[Saved data entries]
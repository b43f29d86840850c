//! Idea models for the API service

use chrono::{DateTime, Utc};
use serde::{Deserialize, Serialize};
use std::fmt;
use uuid::Uuid;

use crate::error::ApiError;

/// Estimated time stored when the submitter leaves it blank
pub const DEFAULT_ESTIMATED_TIME: &str = "1-3 days";
/// Author name used when neither the request nor the account provides one
pub const ANONYMOUS_AUTHOR: &str = "Anonymous";

const CONTENT_MISSING: &str = "Content for idea not filled correctly.";

/// How hard an idea is to build
#[derive(Debug, Clone, Copy, Default, PartialEq, Eq, Serialize, Deserialize)]
#[serde(rename_all = "lowercase")]
pub enum Difficulty {
    Easy,
    #[default]
    Medium,
    Hard,
}

impl Difficulty {
    pub fn as_str(self) -> &'static str {
        match self {
            Difficulty::Easy => "easy",
            Difficulty::Medium => "medium",
            Difficulty::Hard => "hard",
        }
    }

    /// Parse a client-supplied difficulty, case-insensitively
    pub fn parse(value: &str) -> Option<Self> {
        match value.trim().to_ascii_lowercase().as_str() {
            "easy" => Some(Difficulty::Easy),
            "medium" => Some(Difficulty::Medium),
            "hard" => Some(Difficulty::Hard),
            _ => None,
        }
    }

    /// Parse an optional client value, where blank means the default
    pub fn from_input(value: Option<&str>) -> Result<Self, ApiError> {
        match value.map(str::trim) {
            None | Some("") => Ok(Difficulty::default()),
            Some(value) => Self::parse(value).ok_or_else(|| {
                ApiError::BadRequest("Difficulty must be one of easy, medium, hard.".to_string())
            }),
        }
    }
}

impl fmt::Display for Difficulty {
    fn fmt(&self, f: &mut fmt::Formatter<'_>) -> fmt::Result {
        f.write_str(self.as_str())
    }
}

/// Author details embedded in an idea
#[derive(Debug, Clone, PartialEq, Eq, Serialize, Deserialize)]
#[serde(rename_all = "camelCase")]
pub struct Author {
    pub name: String,
    #[serde(default)]
    pub avatar_url: String,
    #[serde(default)]
    pub github_url: String,
}

/// Idea entity
#[derive(Debug, Clone, Serialize, Deserialize)]
#[serde(rename_all = "camelCase")]
pub struct Idea {
    #[serde(rename = "_id")]
    pub id: Uuid,
    pub title: String,
    pub verified: bool,
    pub summary: String,
    pub description: String,
    pub tags: Vec<String>,
    pub difficulty: Difficulty,
    pub estimated_time: String,
    pub tech_stack: Vec<String>,
    pub upvotes: i64,
    pub views: i64,
    #[serde(skip_serializing_if = "Option::is_none")]
    pub inspiration_link: Option<String>,
    pub author: Author,
    #[serde(rename = "user")]
    pub user_id: Option<Uuid>,
    pub created_at: DateTime<Utc>,
    pub updated_at: DateTime<Utc>,
}

impl Idea {
    /// Whether `user_id` may modify this idea
    pub fn is_owned_by(&self, user_id: Uuid) -> bool {
        self.user_id == Some(user_id)
    }
}

/// A list accepted either as a JSON array or as a comma-separated string
#[derive(Debug, Clone, Deserialize)]
#[serde(untagged)]
pub enum StringList {
    List(Vec<String>),
    Csv(String),
}

impl StringList {
    /// Trim every entry and drop the empty ones
    pub fn normalize(self) -> Vec<String> {
        let entries: Vec<String> = match self {
            StringList::List(items) => items,
            StringList::Csv(text) => text.split(',').map(str::to_string).collect(),
        };

        entries
            .iter()
            .map(|entry| entry.trim())
            .filter(|entry| !entry.is_empty())
            .map(str::to_string)
            .collect()
    }
}

/// Author fields as submitted by the client
#[derive(Debug, Clone, Default, Deserialize)]
#[serde(rename_all = "camelCase")]
pub struct AuthorInput {
    pub name: Option<String>,
    pub avatar_url: Option<String>,
    pub github_url: Option<String>,
}

/// Request body for creating, replacing or patching an idea
///
/// Unknown fields (`verified`, counters, timestamps) are ignored.
#[derive(Debug, Clone, Default, Deserialize)]
#[serde(rename_all = "camelCase")]
pub struct IdeaInput {
    pub title: Option<String>,
    pub summary: Option<String>,
    pub description: Option<String>,
    pub tags: Option<StringList>,
    pub difficulty: Option<String>,
    pub estimated_time: Option<String>,
    pub tech_stack: Option<StringList>,
    pub inspiration_link: Option<String>,
    pub author: Option<AuthorInput>,
}

/// Validated, normalised idea content ready to be written
#[derive(Debug, Clone, PartialEq)]
pub struct IdeaDraft {
    pub title: String,
    pub summary: String,
    pub description: String,
    pub tags: Vec<String>,
    pub difficulty: Difficulty,
    pub estimated_time: String,
    pub tech_stack: Vec<String>,
    pub inspiration_link: Option<String>,
    pub author: Author,
}

fn trimmed(value: Option<String>) -> Option<String> {
    value
        .map(|v| v.trim().to_string())
        .filter(|v| !v.is_empty())
}

fn required(value: Option<String>) -> Result<String, ApiError> {
    trimmed(value).ok_or_else(|| ApiError::BadRequest(CONTENT_MISSING.to_string()))
}

fn author_from_input(input: Option<AuthorInput>, fallback_name: &str) -> Author {
    let input = input.unwrap_or_default();
    let name = trimmed(input.name)
        .or_else(|| trimmed(Some(fallback_name.to_string())))
        .unwrap_or_else(|| ANONYMOUS_AUTHOR.to_string());

    Author {
        name,
        avatar_url: trimmed(input.avatar_url).unwrap_or_default(),
        github_url: trimmed(input.github_url).unwrap_or_default(),
    }
}

impl IdeaDraft {
    /// Build a complete idea from a create or full-replace request
    ///
    /// `author_name` is used when the request carries no author name.
    pub fn from_input(input: IdeaInput, author_name: &str) -> Result<Self, ApiError> {
        let title = required(input.title)?;
        let summary = required(input.summary)?;
        let description = required(input.description)?;
        let difficulty = Difficulty::from_input(input.difficulty.as_deref())?;

        Ok(Self {
            title,
            summary,
            description,
            tags: input.tags.map(StringList::normalize).unwrap_or_default(),
            difficulty,
            estimated_time: trimmed(input.estimated_time)
                .unwrap_or_else(|| DEFAULT_ESTIMATED_TIME.to_string()),
            tech_stack: input
                .tech_stack
                .map(StringList::normalize)
                .unwrap_or_default(),
            inspiration_link: trimmed(input.inspiration_link),
            author: author_from_input(input.author, author_name),
        })
    }

    /// Apply a partial update on top of an existing idea
    ///
    /// Absent fields keep their stored value; present fields follow the same
    /// rules as [`IdeaDraft::from_input`]. An empty `inspirationLink` clears it.
    pub fn from_patch(existing: &Idea, input: IdeaInput) -> Result<Self, ApiError> {
        let keep_or_require = |value: Option<String>, current: &str| match value {
            None => Ok(current.to_string()),
            Some(value) => required(Some(value)),
        };

        let author = match input.author {
            None => existing.author.clone(),
            Some(author) => {
                let mut merged = existing.author.clone();
                if let Some(name) = trimmed(author.name) {
                    merged.name = name;
                }
                if let Some(avatar_url) = author.avatar_url {
                    merged.avatar_url = avatar_url.trim().to_string();
                }
                if let Some(github_url) = author.github_url {
                    merged.github_url = github_url.trim().to_string();
                }
                merged
            }
        };

        Ok(Self {
            title: keep_or_require(input.title, &existing.title)?,
            summary: keep_or_require(input.summary, &existing.summary)?,
            description: keep_or_require(input.description, &existing.description)?,
            tags: input
                .tags
                .map(StringList::normalize)
                .unwrap_or_else(|| existing.tags.clone()),
            difficulty: match input.difficulty {
                None => existing.difficulty,
                Some(value) => Difficulty::from_input(Some(&value))?,
            },
            estimated_time: match input.estimated_time {
                None => existing.estimated_time.clone(),
                Some(value) => trimmed(Some(value))
                    .unwrap_or_else(|| DEFAULT_ESTIMATED_TIME.to_string()),
            },
            tech_stack: input
                .tech_stack
                .map(StringList::normalize)
                .unwrap_or_else(|| existing.tech_stack.clone()),
            inspiration_link: match input.inspiration_link {
                None => existing.inspiration_link.clone(),
                Some(value) => trimmed(Some(value)),
            },
            author,
        })
    }
}

/// Sort orders accepted by the idea listing
#[derive(Debug, Clone, Copy, Default, PartialEq, Eq)]
pub enum SortOrder {
    #[default]
    Newest,
    Oldest,
    Upvotes,
    Views,
}

impl SortOrder {
    pub fn parse(value: &str) -> Option<Self> {
        match value.trim().to_ascii_lowercase().as_str() {
            "newest" => Some(SortOrder::Newest),
            "oldest" => Some(SortOrder::Oldest),
            "upvotes" | "popular" => Some(SortOrder::Upvotes),
            "views" => Some(SortOrder::Views),
            _ => None,
        }
    }

    /// SQL `ORDER BY` clause for this order
    pub fn order_by(self) -> &'static str {
        match self {
            SortOrder::Newest => "created_at DESC, id DESC",
            SortOrder::Oldest => "created_at ASC, id ASC",
            SortOrder::Upvotes => "upvotes DESC, created_at DESC",
            SortOrder::Views => "views DESC, created_at DESC",
        }
    }
}

/// Query parameters for idea listing
#[derive(Debug, Clone, Default, Deserialize)]
pub struct IdeaQuery {
    /// Only ideas carrying this tag (case-insensitive)
    pub tag: Option<String>,
    /// Only ideas of this difficulty
    pub difficulty: Option<String>,
    /// Case-insensitive substring of title or summary
    pub search: Option<String>,
    /// Only ideas owned by this user
    pub user: Option<Uuid>,
    /// newest (default), oldest, upvotes, views
    pub sort: Option<String>,
    /// Page number (1-based)
    pub page: Option<u32>,
    /// Number of items per page
    pub limit: Option<u32>,
}

/// Validated listing filter
#[derive(Debug, Clone, PartialEq)]
pub struct IdeaFilter {
    pub tag: Option<String>,
    pub difficulty: Option<Difficulty>,
    pub search: Option<String>,
    pub user: Option<Uuid>,
    pub sort: SortOrder,
    pub page: u32,
    pub limit: u32,
}

/// Largest page the listing returns
pub const MAX_PAGE_SIZE: u32 = 100;

impl IdeaFilter {
    pub fn offset(&self) -> i64 {
        i64::from(self.page - 1) * i64::from(self.limit)
    }
}

impl TryFrom<IdeaQuery> for IdeaFilter {
    type Error = ApiError;

    fn try_from(query: IdeaQuery) -> Result<Self, Self::Error> {
        let difficulty = match trimmed(query.difficulty) {
            None => None,
            Some(value) => Some(Difficulty::parse(&value).ok_or_else(|| {
                ApiError::BadRequest("Difficulty must be one of easy, medium, hard.".to_string())
            })?),
        };

        let sort = match trimmed(query.sort) {
            None => SortOrder::default(),
            Some(value) => SortOrder::parse(&value).ok_or_else(|| {
                ApiError::BadRequest(
                    "Sort must be one of newest, oldest, upvotes, views.".to_string(),
                )
            })?,
        };

        Ok(Self {
            tag: trimmed(query.tag),
            difficulty,
            search: trimmed(query.search),
            user: query.user,
            sort,
            page: query.page.unwrap_or(1).max(1),
            limit: query.limit.unwrap_or(MAX_PAGE_SIZE).clamp(1, MAX_PAGE_SIZE),
        })
    }
}

/// `?limit=` for the featured and latest listings
#[derive(Debug, Clone, Default, Deserialize)]
pub struct LimitQuery {
    pub limit: Option<u32>,
}

impl LimitQuery {
    /// Requested limit, defaulted and capped at 20
    pub fn resolve(&self, default: u32) -> i64 {
        i64::from(self.limit.unwrap_or(default).clamp(1, 20))
    }
}

/// An idea with its effort score, as listed on the dashboard
#[derive(Debug, Clone, Serialize)]
pub struct ScoredIdea {
    #[serde(flatten)]
    pub idea: Idea,
    pub score: f64,
}

/// Aggregate counters over a user's ideas
#[derive(Debug, Clone, Default, PartialEq, Serialize)]
#[serde(rename_all = "camelCase")]
pub struct IdeaCounts {
    pub total_ideas: i64,
    pub total_upvotes: i64,
    pub total_views: i64,
    pub avg_upvotes: f64,
}

/// How often a tag appears across a user's ideas
#[derive(Debug, Clone, PartialEq, Eq, Serialize)]
pub struct TagCount {
    pub tag: String,
    pub count: i64,
}

/// Short form of an idea for the dashboard
#[derive(Debug, Clone, Serialize)]
#[serde(rename_all = "camelCase")]
pub struct RecentIdea {
    #[serde(rename = "_id")]
    pub id: Uuid,
    pub title: String,
    pub created_at: DateTime<Utc>,
    pub upvotes: i64,
}

/// Dashboard summary for the current user
#[derive(Debug, Clone, Serialize)]
#[serde(rename_all = "camelCase")]
pub struct IdeaSummary {
    pub counts: IdeaCounts,
    pub top_tags: Vec<TagCount>,
    pub recent_ideas: Vec<RecentIdea>,
}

Exercise description:
The required output is the exact run of lines from the beginning of the records to the line with "pub enum Difficulty", that line included.

Output of the task:
repository b43f29d86840850c
//! Idea models for the API service

use chrono::{DateTime, Utc};
use serde::{Deserialize, Serialize};
use std::fmt;
use uuid::Uuid;

use crate::error::ApiError;

/// Estimated time stored when the submitter leaves it blank
pub const DEFAULT_ESTIMATED_TIME: &str = "1-3 days";
/// Author name used when neither the request nor the account provides one
pub const ANONYMOUS_AUTHOR: &str = "Anonymous";

const CONTENT_MISSING: &str = "Content for idea not filled correctly.";

/// How hard an idea is to build
#[derive(Debug, Clone, Copy, Default, PartialEq, Eq, Serialize, Deserialize)]
#[serde(rename_all = "lowercase")]
pub enum Difficulty {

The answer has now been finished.